* [ACTIVITY] This exercise calls for an exact copy of the listing below.

*** ENTRIES PROVIDED Section Begins ***

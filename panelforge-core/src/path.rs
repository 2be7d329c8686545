//! Path templates, HTTP methods, and the normalisation rules `App` relies on.
//!

/// The seven HTTP verbs the router distinguishes, plus the synthetic `Any`
/// used by `App::any()` to register all six canonical methods at once.
///
#[derive(Clone, Copy, Debug, Eq, PartialEq, Hash)]
pub enum Method {
    Get,
    Post,
    Put,
    Delete,
    Patch,
    Head,
    Options,
    /// Expands to `[Get, Post, Put, Delete, Patch, Head]` when registered;
    /// never appears as the method of a stored route.
    Any,
}

impl Method {
    /// The six canonical methods `Any` expands to when registering a route.
    ///
    pub const CANONICAL: [Method; 6] = [
        Method::Get,
        Method::Post,
        Method::Put,
        Method::Delete,
        Method::Patch,
        Method::Head,
    ];

    /// `"GET"`, `"POST"`, etc. `Any` renders as `"ANY"` and is never valid on
    /// a stored route.
    ///
    pub fn as_str(&self) -> &'static str {
        match self {
            Method::Get => "GET",
            Method::Post => "POST",
            Method::Put => "PUT",
            Method::Delete => "DELETE",
            Method::Patch => "PATCH",
            Method::Head => "HEAD",
            Method::Options => "OPTIONS",
            Method::Any => "ANY",
        }
    }
}

impl Default for Method {
    fn default() -> Self {
        Method::Get
    }
}

impl std::fmt::Display for Method {
    fn fmt(&self, f: &mut std::fmt::Formatter<'_>) -> std::fmt::Result {
        write!(f, "{}", self.as_str())
    }
}

impl std::str::FromStr for Method {
    type Err = crate::Error;

    fn from_str(s: &str) -> Result<Self, Self::Err> {
        Ok(match s.to_ascii_uppercase().as_str() {
            "GET" => Method::Get,
            "POST" => Method::Post,
            "PUT" => Method::Put,
            "DELETE" => Method::Delete,
            "PATCH" => Method::Patch,
            "HEAD" => Method::Head,
            "OPTIONS" => Method::Options,
            other => {
                return Err(crate::Error::parameter_invalid(format!(
                    "unknown http method: {other}"
                )))
            }
        })
    }
}

/// A `(url-template, method)` pair identifying one route.
///
/// URL templates use `:name` to mark a positional parameter; any `:...`
/// segment is matched by the trie as a single-segment wildcard.
///
#[derive(Clone, Debug, Eq, PartialEq)]
pub struct Path {
    pub pattern: String,
    pub method: Method,
}

impl Path {
    pub fn new(pattern: impl Into<String>, method: Method) -> Self {
        Self { pattern: pattern.into(), method }
    }
}

/// `""` or `"/"` maps to `"/"`; otherwise strip a trailing `/` and ensure a
/// single leading `/`.
///
/// `slash(x) == slash(slash(x))` for every `x`.
///
pub fn slash(s: &str) -> String {
    if s.is_empty() || s == "/" {
        return "/".to_string();
    }
    let mut result = if s.starts_with('/') {
        s.to_string()
    } else {
        format!("/{s}")
    };
    if result.len() > 1 && result.ends_with('/') {
        result.pop();
    }
    result
}

/// Join a prefix and a suffix such that `join("/api", "/users") ==
/// "/api/users"` and `join("/", "/users") == "/users"`.
///
/// If either side is `"/"`, the other side is returned unchanged. Otherwise
/// the two strings are concatenated. `join(slash(p), slash(q))` never
/// contains `"//"` because both sides are already slash-normalised by the
/// callers in this crate (`App`/`RouterGroup`).
///
pub fn join(prefix: &str, suffix: &str) -> String {
    if prefix == "/" {
        return suffix.to_string();
    }
    if suffix == "/" {
        return prefix.to_string();
    }
    format!("{prefix}{suffix}")
}

/// Split a path on `/`, skipping an initial empty segment produced by a
/// leading slash. Any segment containing `:` becomes the literal wildcard
/// `"*"`; no other transformation is applied.
///
pub fn string_to_arr(path: &str) -> Vec<String> {
    path.split('/')
        .filter(|s| !s.is_empty())
        .map(|seg| if seg.contains(':') { "*".to_string() } else { seg.to_string() })
        .collect()
}

/// The `:name` segments of `pattern`, in left-to-right order, with the
/// leading `:` stripped -- the names [`Trie::find_path()`
/// ](../trie/struct.Trie.html#method.find_path)'s captured values line up
/// with.
///
pub fn param_names(pattern: &str) -> Vec<String> {
    pattern
        .split('/')
        .filter(|s| s.starts_with(':'))
        .map(|s| s[1..].to_string())
        .collect()
}

#[cfg(test)]
mod tests {
    use super::*;

    #[test]
    fn slash_is_idempotent() {
        for s in ["", "/", "foo", "/foo", "/foo/", "foo/bar", "/foo/bar/"] {
            assert_eq!(slash(s), slash(&slash(s)), "input {s:?}");
        }
    }

    #[test]
    fn slash_normalises() {
        assert_eq!(slash(""), "/");
        assert_eq!(slash("/"), "/");
        assert_eq!(slash("foo"), "/foo");
        assert_eq!(slash("/foo/"), "/foo");
        assert_eq!(slash("/foo"), "/foo");
    }

    #[test]
    fn join_handles_root() {
        assert_eq!(join("/api", "/users"), "/api/users");
        assert_eq!(join("/", "/users"), "/users");
        assert_eq!(join("/api", "/"), "/api");
        assert_eq!(join("/", "/"), "/");
    }

    #[test]
    fn join_of_normalised_never_double_slashes() {
        for p in ["", "/", "/api", "api/"] {
            for q in ["", "/", "/users", "users/"] {
                let joined = join(&slash(p), &slash(q));
                assert!(!joined.contains("//"), "{p:?} + {q:?} -> {joined:?}");
            }
        }
    }

    #[test]
    fn string_to_arr_marks_wildcards() {
        assert_eq!(
            string_to_arr("/admin/info/:prefix/detail"),
            vec!["admin", "info", "*", "detail"],
        );
        assert_eq!(string_to_arr("/"), Vec::<String>::new());
    }

    #[test]
    fn param_names_strips_colons_in_order() {
        assert_eq!(
            param_names("/field/:table/:field/choose"),
            vec!["table".to_string(), "field".to_string()],
        );
        assert_eq!(param_names("/admin/dashboard"), Vec::<String>::new());
    }
}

*** ENTRIES PROVIDED Section Ends ***

* [RESULT]
filename panelforge-core/src/path.rs
repository 2be7d329c8686545
//! Path templates, HTTP methods, and the normalisation rules `App` relies on.
//!

/// The seven HTTP verbs the router distinguishes, plus the synthetic `Any`
/// used by `App::any()` to register all six canonical methods at once.
///
#[derive(Clone, Copy, Debug, Eq, PartialEq, Hash)]
pub enum Method {
    Get,
    Post,
    Put,
    Delete,
    Patch,
    Head,
    Options,
    /// Expands to `[Get, Post, Put, Delete, Patch, Head]` when registered;
    /// never appears as the method of a stored route.
    Any,
}

impl Method {
    /// The six canonical methods `Any` expands to when registering a route.
    ///
    pub const CANONICAL: [Method; 6] = [
        Method::Get,
        Method::Post,
        Method::Put,
        Method::Delete,
        Method::Patch,
        Method::Head,
    ];

    /// `"GET"`, `"POST"`, etc. `Any` renders as `"ANY"` and is never valid on
    /// a stored route.
    ///
    pub fn as_str(&self) -> &'static str {
        match self {
            Method::Get => "GET",
            Method::Post => "POST",
            Method::Put => "PUT",
            Method::Delete => "DELETE",
            Method::Patch => "PATCH",
            Method::Head => "HEAD",
            Method::Options => "OPTIONS",
            Method::Any => "ANY",
        }
    }
}

impl Default for Method {
    fn default() -> Self {
        Method::Get
    }
}

impl std::fmt::Display for Method {
    fn fmt(&self, f: &mut std::fmt::Formatter<'_>) -> std::fmt::Result {
        write!(f, "{}", self.as_str())
    }
}

impl std::str::FromStr for Method {
    type Err = crate::Error;

    fn from_str(s: &str) -> Result<Self, Self::Err> {
        Ok(match s.to_ascii_uppercase().as_str() {
            "GET" => Method::Get,
            "POST" => Method::Post,
            "PUT" => Method::Put,
            "DELETE" => Method::Delete,
            "PATCH" => Method::Patch,
            "HEAD" => Method::Head,
            "OPTIONS" => Method::Options,
            other => {
                return Err(crate::Error::parameter_invalid(format!(
                    "unknown http method: {other}"
                )))
            }
        })
    }
}

/// A `(url-template, method)` pair identifying one route.
///
/// URL templates use `:name` to mark a positional parameter; any `:...`
/// segment is matched by the trie as a single-segment wildcard.
///
#[derive(Clone, Debug, Eq, PartialEq)]
pub struct Path {
    pub pattern: String,
    pub method: Method,
}

impl Path {
    pub fn new(pattern: impl Into<String>, method: Method) -> Self {
        Self { pattern: pattern.into(), method }
    }
}

/// `""` or `"/"` maps to `"/"`; otherwise strip a trailing `/` and ensure a
/// single leading `/`.
///
/// `slash(x) == slash(slash(x))` for every `x`.
///
pub fn slash(s: &str) -> String {
    if s.is_empty() || s == "/" {
        return "/".to_string();
    }
    let mut result = if s.starts_with('/') {
        s.to_string()
    } else {
        format!("/{s}")
    };
    if result.len() > 1 && result.ends_with('/') {
        result.pop();
    }
    result
}

/// Join a prefix and a suffix such that `join("/api", "/users") ==
/// "/api/users"` and `join("/", "/users") == "/users"`.
///
/// If either side is `"/"`, the other side is returned unchanged. Otherwise
/// the two strings are concatenated. `join(slash(p), slash(q))` never
/// contains `"//"` because both sides are already slash-normalised by the
/// callers in this crate (`App`/`RouterGroup`).
///
pub fn join(prefix: &str, suffix: &str) -> String {
    if prefix == "/" {
        return suffix.to_string();
    }
    if suffix == "/" {
        return prefix.to_string();
    }
    format!("{prefix}{suffix}")
}

/// Split a path on `/`, skipping an initial empty segment produced by a
/// leading slash. Any segment containing `:` becomes the literal wildcard
/// `"*"`; no other transformation is applied.
///
pub fn string_to_arr(path: &str) -> Vec<String> {
    path.split('/')
        .filter(|s| !s.is_empty())
        .map(|seg| if seg.contains(':') { "*".to_string() } else { seg.to_string() })
        .collect()
}

/// The `:name` segments of `pattern`, in left-to-right order, with the
/// leading `:` stripped -- the names [`Trie::find_path()`
/// ](../trie/struct.Trie.html#method.find_path)'s captured values line up
/// with.
///
pub fn param_names(pattern: &str) -> Vec<String> {
    pattern
        .split('/')
        .filter(|s| s.starts_with(':'))
        .map(|s| s[1..].to_string())
        .collect()
}

#[cfg(test)]
mod tests {
    use super::*;

    #[test]
    fn slash_is_idempotent() {
        for s in ["", "/", "foo", "/foo", "/foo/", "foo/bar", "/foo/bar/"] {
            assert_eq!(slash(s), slash(&slash(s)), "input {s:?}");
        }
    }

    #[test]
    fn slash_normalises() {
        assert_eq!(slash(""), "/");
        assert_eq!(slash("/"), "/");
        assert_eq!(slash("foo"), "/foo");
        assert_eq!(slash("/foo/"), "/foo");
        assert_eq!(slash("/foo"), "/foo");
    }

    #[test]
    fn join_handles_root() {
        assert_eq!(join("/api", "/users"), "/api/users");
        assert_eq!(join("/", "/users"), "/users");
        assert_eq!(join("/api", "/"), "/api");
        assert_eq!(join("/", "/"), "/");
    }

    #[test]
    fn join_of_normalised_never_double_slashes() {
        for p in ["", "/", "/api", "api/"] {
            for q in ["", "/", "/users", "users/"] {
                let joined = join(&slash(p), &slash(q));
                assert!(!joined.contains("//"), "{p:?} + {q:?} -> {joined:?}");
            }
        }
    }

    #[test]
    fn string_to_arr_marks_wildcards() {
        assert_eq!(
            string_to_arr("/admin/info/:prefix/detail"),
            vec!["admin", "info", "*", "detail"],
        );
        assert_eq!(string_to_arr("/"), Vec::<String>::new());
    }

    #[test]
    fn param_names_strips_colons_in_order() {
        assert_eq!(
            param_names("/field/:table/:field/choose"),
            vec!["table".to_string(), "field".to_string()],
        );
        assert_eq!(param_names("/admin/dashboard"), Vec::<String>::new());
    }
}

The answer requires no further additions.